Make the Oreo Frosting:

  1. In a separate bowl, combine the container of vanilla buttercream frosting with the remaining 1 1/2 cups of crushed Oreo cookies. Stir until well combined.


Assemble the Cupcakes:

  1. Once the cupcakes are completely cool, frost them generously with the Oreo frosting.

  2. Top each cupcake with an Oreo half for garnish.

  3. Store leftover cupcakes in an airtight container at room temperature for up to 3 days or in the refrigerator for up to a week.

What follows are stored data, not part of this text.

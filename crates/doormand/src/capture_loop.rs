//! Continuous capture → recognize → dispatch loop.
//!
//! Runs on a dedicated OS thread. Unlocks and alerts are handed to the
//! runtime as fire-and-forget tasks so a hold or a retrying delivery never
//! stalls frame capture.

use crate::approval::ApprovalWorkflow;
use crate::context::Context;
use doorman_core::{FaceRegion, Outcome};
use doorman_hw::{Camera, CameraError, Frame, RelayState};
use image::imageops;
use image::GrayImage;
use std::convert::Infallible;
use std::path::PathBuf;
use std::sync::atomic::{AtomicBool, Ordering};
use std::sync::Arc;
use std::time::{Duration, Instant};

pub const CAMERA_OPEN_ATTEMPTS: u32 = 3;
pub const CAMERA_RETRY_DELAY: Duration = Duration::from_secs(1);

const CAPTURE_RETRY_DELAY: Duration = Duration::from_secs(1);
const COOLDOWN_POLL: Duration = Duration::from_millis(100);
const NO_FACE_DELAY: Duration = Duration::from_millis(500);
const SHUTDOWN_POLL: Duration = Duration::from_millis(100);

/// Anything that yields grayscale frames.
pub trait FrameSource {
    fn capture(&mut self) -> Result<Frame, CameraError>;
}

impl FrameSource for Camera {
    fn capture(&mut self) -> Result<Frame, CameraError> {
        self.capture_frame()
    }
}

/// Open a frame source, requiring a successful test read.
///
/// Makes up to `attempts` tries, sleeping `delay` between them. Returns the
/// last error once all attempts fail.
pub fn open_with_retry<S, F>(mut open: F, attempts: u32, delay: Duration) -> Result<S, CameraError>
where
    S: FrameSource,
    F: FnMut() -> Result<S, CameraError>,
{
    let attempts = attempts.max(1);
    let mut last_err = None;
    for attempt in 1..=attempts {
        let result = open().and_then(|mut source| source.capture().map(|_| source));
        match result {
            Ok(source) => {
                tracing::info!(attempt, "camera initialized");
                return Ok(source);
            }
            Err(e) => {
                tracing::warn!(attempt, attempts, error = %e, "camera initialization failed");
                last_err = Some(e);
            }
        }
        if attempt < attempts {
            std::thread::sleep(delay);
        }
    }
    Err(last_err.unwrap_or_else(|| CameraError::CaptureFailed("no attempts made".into())))
}

/// Discard `frames` frames while exposure settles.
pub fn warm_up(source: &mut impl FrameSource, frames: usize) {
    if frames == 0 {
        return;
    }
    tracing::info!(count = frames, "discarding warmup frames");
    for _ in 0..frames {
        let _ = source.capture();
    }
}

/// What one loop iteration did.
#[derive(Debug, Clone, PartialEq, Eq)]
pub enum Step {
    CaptureFailed,
    /// Frame dropped inside the cooldown window.
    Cooldown,
    NoFace,
    Unlocking { name: String },
    /// Recognized while a previous unlock is still holding the door open.
    AlreadyUnlocked { name: String },
    /// `image_path` is `None` when the crop could not be saved.
    Alerting { image_path: Option<PathBuf> },
}

pub struct CaptureLoop<S> {
    source: S,
    ctx: Context,
    approvals: Arc<ApprovalWorkflow>,
    last_cycle: Option<Instant>,
}

impl<S: FrameSource> CaptureLoop<S> {
    pub fn new(source: S, ctx: Context, approvals: Arc<ApprovalWorkflow>) -> Self {
        Self {
            source,
            ctx,
            approvals,
            last_cycle: None,
        }
    }

    /// Run one iteration as of `now`.
    pub fn step(&mut self, now: Instant) -> Step {
        tracing::trace!(state = "Capturing");
        let frame = match self.source.capture() {
            Ok(frame) => frame,
            Err(e) => {
                tracing::error!(error = %e, "camera error: failed to capture valid image");
                return Step::CaptureFailed;
            }
        };

        let image = match frame.into_image() {
            Ok(image) => image,
            Err(e) => {
                tracing::error!(error = %e, "camera error: invalid frame");
                return Step::CaptureFailed;
            }
        };

        if let Some(last) = self.last_cycle {
            if now.saturating_duration_since(last) < self.ctx.config.cooldown() {
                return Step::Cooldown;
            }
        }

        tracing::trace!(state = "Deciding");
        let Some(recognition) = self.ctx.engine.process(&image) else {
            tracing::debug!("no face detected");
            return Step::NoFace;
        };
        self.last_cycle = Some(now);

        match recognition.outcome {
            Outcome::Matched { name, distance } if self.ctx.relay.state() == RelayState::Unlocked => {
                tracing::debug!(name = %name, distance, "recognized; door already unlocked");
                Step::AlreadyUnlocked { name }
            }
            Outcome::Matched { name, distance } => {
                tracing::info!(state = "Unlocking", name = %name, distance, "recognized; unlocking door");
                let relay = Arc::clone(&self.ctx.relay);
                let hold = self.ctx.config.unlock_hold();
                self.ctx
                    .tasks
                    .spawn("unlock", async move { relay.unlock(hold).await });
                Step::Unlocking { name }
            }
            outcome => {
                tracing::info!(state = "Alerting", ?outcome, "unknown face; requesting approval");
                let image_path = self.save_unknown(&image, &recognition.region);
                if let Some(path) = image_path.clone() {
                    let approvals = Arc::clone(&self.approvals);
                    self.ctx.tasks.spawn("alert", async move {
                        approvals.send_alert(&path).await;
                        Ok::<_, Infallible>(())
                    });
                }
                Step::Alerting { image_path }
            }
        }
    }

    /// How long to wait after `step` before the next iteration.
    pub fn pause_after(&self, step: &Step) -> Duration {
        match step {
            Step::CaptureFailed => CAPTURE_RETRY_DELAY,
            Step::Cooldown => COOLDOWN_POLL,
            Step::NoFace => NO_FACE_DELAY,
            Step::Unlocking { .. } | Step::AlreadyUnlocked { .. } | Step::Alerting { .. } => {
                self.ctx.config.cooldown()
            }
        }
    }

    /// Loop until `shutdown` is set.
    pub fn run(&mut self, shutdown: &AtomicBool) {
        tracing::info!("capture loop started");
        while !shutdown.load(Ordering::SeqCst) {
            let step = self.step(Instant::now());
            let pause = self.pause_after(&step);
            tracing::trace!(state = "Idle", ?step, pause_ms = pause.as_millis() as u64);
            sleep_unless(pause, shutdown);
        }
        tracing::info!("capture loop stopped");
    }

    /// Crop `region` and write it to the unknown-faces directory.
    fn save_unknown(&self, image: &GrayImage, region: &FaceRegion) -> Option<PathBuf> {
        let (width, height) = image.dimensions();
        let region = region.clamp_to(width, height);
        let crop = if region.is_empty() {
            image.clone()
        } else {
            imageops::crop_imm(image, region.left, region.top, region.width(), region.height())
                .to_image()
        };

        let path = unknown_face_path(&self.ctx.config.unknown_faces_dir());
        match crop.save(&path) {
            Ok(()) => {
                tracing::info!(path = %path.display(), "unknown face saved");
                Some(path)
            }
            Err(e) => {
                tracing::error!(path = %path.display(), error = %e, "failed to save unknown face");
                None
            }
        }
    }
}

/// `unknown_<unix_ts>.jpg`, suffixed if that second is already taken.
fn unknown_face_path(dir: &std::path::Path) -> PathBuf {
    let ts = chrono::Utc::now().timestamp();
    let mut path = dir.join(format!("unknown_{ts}.jpg"));
    let mut n = 2;
    while path.exists() {
        path = dir.join(format!("unknown_{ts}_{n}.jpg"));
        n += 1;
    }
    path
}

fn sleep_unless(total: Duration, shutdown: &AtomicBool) {
    let deadline = Instant::now() + total;
    while !shutdown.load(Ordering::SeqCst) {
        let remaining = deadline.saturating_duration_since(Instant::now());
        if remaining.is_zero() {
            break;
        }
        std::thread::sleep(remaining.min(SHUTDOWN_POLL));
    }
}

#[cfg(test)]
mod tests {
    use super::*;
    use crate::testing::{harness, Harness, MockAnalyzer, MockFrames, MockNotifier};
    use doorman_core::Encoding;
    use std::sync::atomic::AtomicU32;

    fn capture_loop(
        h: &Harness,
        frames: Vec<Option<(u32, u32)>>,
    ) -> (CaptureLoop<MockFrames>, Arc<MockNotifier>) {
        let notifier = Arc::new(MockNotifier::default());
        let approvals = Arc::new(ApprovalWorkflow::new(h.ctx.clone(), notifier.clone()));
        (
            CaptureLoop::new(MockFrames::new(frames), h.ctx.clone(), approvals),
            notifier,
        )
    }

    async fn eventually(mut check: impl FnMut() -> bool) {
        for _ in 0..200 {
            if check() {
                return;
            }
            tokio::time::sleep(Duration::from_millis(10)).await;
        }
        panic!("condition not reached");
    }

    #[tokio::test]
    async fn test_unknown_face_saved_and_alerted() {
        let h = harness(MockAnalyzer::face(vec![0.5, 0.5]));
        let (mut lp, notifier) = capture_loop(&h, vec![Some((32, 32))]);

        let step = lp.step(Instant::now());

        let Step::Alerting { image_path: Some(path) } = step else {
            panic!("expected alert, got {step:?}");
        };
        assert!(path.starts_with(h.ctx.config.unknown_faces_dir()));
        let name = path.file_name().unwrap().to_string_lossy().into_owned();
        assert!(name.starts_with("unknown_") && name.ends_with(".jpg"));
        assert_eq!(image::open(&path).unwrap().width(), 8);

        eventually(|| h.ctx.pending.len() == 1).await;
        assert_eq!(notifier.photos().len(), 1);
        assert_eq!(h.actuator.engagements(), 0);
    }

    #[tokio::test]
    async fn test_known_face_unlocks_once() {
        let h = harness(MockAnalyzer::face(vec![0.9, 0.1]));
        h.ctx.store.add("Alice", Encoding::new(vec![1.0, 0.0])).unwrap();
        let (mut lp, notifier) = capture_loop(&h, vec![Some((32, 32))]);

        assert_eq!(
            lp.step(Instant::now()),
            Step::Unlocking { name: "Alice".into() }
        );

        eventually(|| h.actuator.engagements() == 1).await;
        eventually(|| h.ctx.relay.state() == RelayState::Locked).await;
        assert!(notifier.photos().is_empty());
        assert!(h.ctx.pending.is_empty());
    }

    #[tokio::test]
    async fn test_cooldown_drops_second_cycle() {
        let h = harness(MockAnalyzer::face(vec![1.0, 0.0]));
        h.ctx.store.add("Alice", Encoding::new(vec![1.0, 0.0])).unwrap();
        let frames = vec![Some((32, 32)); 3];
        let (mut lp, _) = capture_loop(&h, frames);
        let t0 = Instant::now();

        assert!(matches!(lp.step(t0), Step::Unlocking { .. }));
        assert_eq!(lp.step(t0 + Duration::from_millis(1999)), Step::Cooldown);
        assert!(matches!(
            lp.step(t0 + Duration::from_secs(2)),
            Step::Unlocking { .. }
        ));

        eventually(|| h.actuator.engagements() == 2).await;
    }

    #[tokio::test]
    async fn test_resident_in_view_does_not_stack_unlocks() {
        let h = harness(MockAnalyzer::face(vec![1.0, 0.0]));
        h.ctx.store.add("Alice", Encoding::new(vec![1.0, 0.0])).unwrap();
        let (mut lp, _) = capture_loop(&h, vec![Some((32, 32)); 2]);

        let hold = tokio::spawn({
            let relay = h.ctx.relay.clone();
            async move { relay.unlock(Duration::from_secs(60)).await }
        });
        eventually(|| h.ctx.relay.state() == RelayState::Unlocked).await;

        let t0 = Instant::now();
        assert_eq!(lp.step(t0), Step::AlreadyUnlocked { name: "Alice".into() });
        assert_eq!(lp.step(t0 + Duration::from_secs(2)), Step::AlreadyUnlocked { name: "Alice".into() });
        assert_eq!(h.actuator.engagements(), 1);

        hold.abort();
        let _ = hold.await;
        assert_eq!(h.ctx.relay.state(), RelayState::Locked);
    }

    #[tokio::test]
    async fn test_no_face_does_not_start_cooldown() {
        let h = harness(MockAnalyzer::no_face());
        let (mut lp, _) = capture_loop(&h, vec![Some((32, 32)); 2]);
        let t0 = Instant::now();

        assert_eq!(lp.step(t0), Step::NoFace);
        assert_eq!(lp.step(t0 + Duration::from_millis(100)), Step::NoFace);
    }

    #[tokio::test]
    async fn test_capture_failures_do_not_start_cooldown() {
        let h = harness(MockAnalyzer::face(vec![1.0]));
        h.ctx.store.add("Bob", Encoding::new(vec![1.0])).unwrap();
        let (mut lp, _) = capture_loop(&h, vec![None, Some((0, 0)), Some((16, 16))]);
        let t0 = Instant::now();

        assert_eq!(lp.step(t0), Step::CaptureFailed);
        assert_eq!(lp.step(t0), Step::CaptureFailed);
        assert_eq!(lp.step(t0), Step::Unlocking { name: "Bob".into() });
    }

    #[tokio::test]
    async fn test_unencodable_face_goes_to_approval() {
        let h = harness(MockAnalyzer::unencodable());
        let (mut lp, _) = capture_loop(&h, vec![Some((32, 32))]);

        assert!(matches!(
            lp.step(Instant::now()),
            Step::Alerting { image_path: Some(_) }
        ));
        eventually(|| h.ctx.pending.len() == 1).await;
    }

    #[tokio::test]
    async fn test_pause_after() {
        let h = harness(MockAnalyzer::no_face());
        let (lp, _) = capture_loop(&h, vec![]);
        assert_eq!(lp.pause_after(&Step::CaptureFailed), Duration::from_secs(1));
        assert_eq!(lp.pause_after(&Step::Cooldown), Duration::from_millis(100));
        assert_eq!(lp.pause_after(&Step::NoFace), Duration::from_millis(500));
        assert_eq!(
            lp.pause_after(&Step::Alerting { image_path: None }),
            Duration::from_secs(2)
        );
    }

    #[tokio::test]
    async fn test_run_stops_when_shutdown_set() {
        let h = harness(MockAnalyzer::no_face());
        let (mut lp, _) = capture_loop(&h, vec![]);
        let shutdown = AtomicBool::new(true);
        lp.run(&shutdown);
    }

    #[test]
    fn test_open_with_retry_succeeds_after_failures() {
        let calls = AtomicU32::new(0);
        let source = open_with_retry(
            || {
                let n = calls.fetch_add(1, Ordering::SeqCst);
                match n {
                    0 => Err(CameraError::DeviceBusy),
                    // Opens but the test read fails.
                    1 => Ok(MockFrames::new(vec![None])),
                    _ => Ok(MockFrames::new(vec![Some((4, 4))])),
                }
            },
            3,
            Duration::ZERO,
        );
        assert!(source.is_ok());
        assert_eq!(calls.load(Ordering::SeqCst), 3);
    }

    #[test]
    fn test_open_with_retry_exhausts() {
        let calls = AtomicU32::new(0);
        let result = open_with_retry(
            || -> Result<MockFrames, CameraError> {
                calls.fetch_add(1, Ordering::SeqCst);
                Err(CameraError::DeviceNotFound("/dev/video9".into()))
            },
            CAMERA_OPEN_ATTEMPTS,
            Duration::ZERO,
        );
        assert!(matches!(result, Err(CameraError::DeviceNotFound(_))));
        assert_eq!(calls.load(Ordering::SeqCst), 3);
    }

    #[test]
    fn test_warm_up_discards_frames() {
        let mut frames = MockFrames::new(vec![Some((2, 2)); 3]);
        warm_up(&mut frames, 2);
        assert!(frames.capture().is_ok());
        assert!(frames.capture().is_err());
    }
}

Tips for the Ultimate Oreo Cupcake Experience:

  • Don't be shy with the Oreos! Whether it's in the batter or the frosting, the more Oreos, the merrier (in my humble opinion!).

  • Crush those Oreos to your liking. For the frosting, you can go for a fine crumb for a smoother texture or leave some slightly larger pieces for a bit more crunch.

  • Room temperature is key! Make sure your butter is softened for the frosting for the best, creamiest results. Let your cupcakes cool completely before frosting to avoid melty disasters.

  • Get creative with your garnish! A simple Oreo half on top is classic, but you could also use mini Oreos, a sprinkle of extra crumbs, or even a drizzle of chocolate ganache.


So there you have it – two fantastic ways to bring the iconic flavor of Oreos to life in cupcake form. Whether you choose the from-scratch route or opt for the speedy semi-homemade version, I guarantee these Oreo cupcakes will be a hit with everyone who tries them.